### Goal of the exercise
Would you copy out only the lines from the one with "least one attempt" to the end of the records, exactly as they stand?

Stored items

-*-*-

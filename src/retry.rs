use std::future::Future;
use std::time::Duration;
use tokio::time::sleep;
use tracing::{debug, warn};

/// Configuration for retry behavior
#[derive(Debug, Clone)]
pub struct RetryConfig {
    /// Maximum number of attempts (including the first one)
    pub max_attempts: u32,
    /// Initial delay before the first retry
    pub initial_delay: Duration,
    /// Maximum delay between retries
    pub max_delay: Duration,
    /// Multiplier for exponential backoff (e.g., 2.0 doubles the delay each time)
    pub backoff_multiplier: f64,
}

impl RetryConfig {
    /// Create a new retry configuration
    pub fn new(max_attempts: u32, initial_delay: Duration) -> Self {
        Self {
            max_attempts,
            initial_delay,
            max_delay: Duration::from_secs(30),
            backoff_multiplier: 2.0,
        }
    }

    /// Set the maximum delay between retries
    pub fn with_max_delay(mut self, max_delay: Duration) -> Self {
        self.max_delay = max_delay;
        self
    }

    /// Set the backoff multiplier
    pub fn with_backoff_multiplier(mut self, multiplier: f64) -> Self {
        self.backoff_multiplier = multiplier;
        self
    }

    /// Preset: Standard retries for translation API calls (3 attempts)
    /// Delays: 1s, 2s = 3s total wait time
    pub fn api_call() -> Self {
        Self::new(3, Duration::from_secs(1))
            .with_max_delay(Duration::from_secs(5))
            .with_backoff_multiplier(2.0)
    }

    /// Calculate the delay for a given attempt number (0-indexed)
    fn delay_for_attempt(&self, attempt: u32) -> Duration {
        if attempt == 0 {
            return Duration::ZERO;
        }

        let delay_ms = self.initial_delay.as_millis() as f64
            * self.backoff_multiplier.powi((attempt - 1) as i32);

        let delay = Duration::from_millis(delay_ms as u64);
        delay.min(self.max_delay)
    }
}

impl Default for RetryConfig {
    fn default() -> Self {
        Self::api_call()
    }
}

/// Execute an async operation with retries, using a predicate to determine if retry is appropriate
///
/// Some errors (like 4xx client errors) should not be retried, while others (5xx, network) should.
///
/// # Panics
/// Panics if `config.max_attempts` is 0
pub async fn with_retry_if<T, E, F, Fut, P>(
    config: &RetryConfig,
    operation_name: &str,
    mut operation: F,
    should_retry: P,
) -> Result<T, E>
where
    F: FnMut() -> Fut,
    Fut: Future<Output = Result<T, E>>,
    E: std::fmt::Display,
    P: Fn(&E) -> bool,
{
    assert!(
        config.max_attempts >= 1,
        "RetryConfig.max_attempts must be >= 1, got {}",
        config.max_attempts
    );

    let mut last_error: Option<E> = None;

    for attempt in 0..config.max_attempts {
        // Wait before retry (except for first attempt)
        let delay = config.delay_for_attempt(attempt);
        if !delay.is_zero() {
            debug!(
                "{}: Retry attempt {}/{} after {:?}",
                operation_name,
                attempt + 1,
                config.max_attempts,
                delay
            );
            sleep(delay).await;
        }

        match operation().await {
            Ok(result) => {
                if attempt > 0 {
                    debug!(
                        "{}: Succeeded on attempt {}/{}",
                        operation_name,
                        attempt + 1,
                        config.max_attempts
                    );
                }
                return Ok(result);
            }
            Err(e) => {
                // Check if we should retry this error
                if !should_retry(&e) {
                    debug!(
                        "{}: Error is not retryable, failing immediately: {}",
                        operation_name, e
                    );
                    return Err(e);
                }

                let remaining = config.max_attempts - attempt - 1;
                if remaining > 0 {
                    warn!(
                        "{}: Attempt {}/{} failed ({}), {} retries remaining",
                        operation_name,
                        attempt + 1,
                        config.max_attempts,
                        e,
                        remaining
                    );
                } else {
                    warn!(
                        "{}: All {} attempts failed. Last error: {}",
                        operation_name, config.max_attempts, e
                    );
                }
                last_error = Some(e);
            }
        }
    }

    Err(last_error.expect("At least one attempt should have been made"))
}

-*-*-

### Answer space
    Err(last_error.expect("At least one attempt should have been made"))
}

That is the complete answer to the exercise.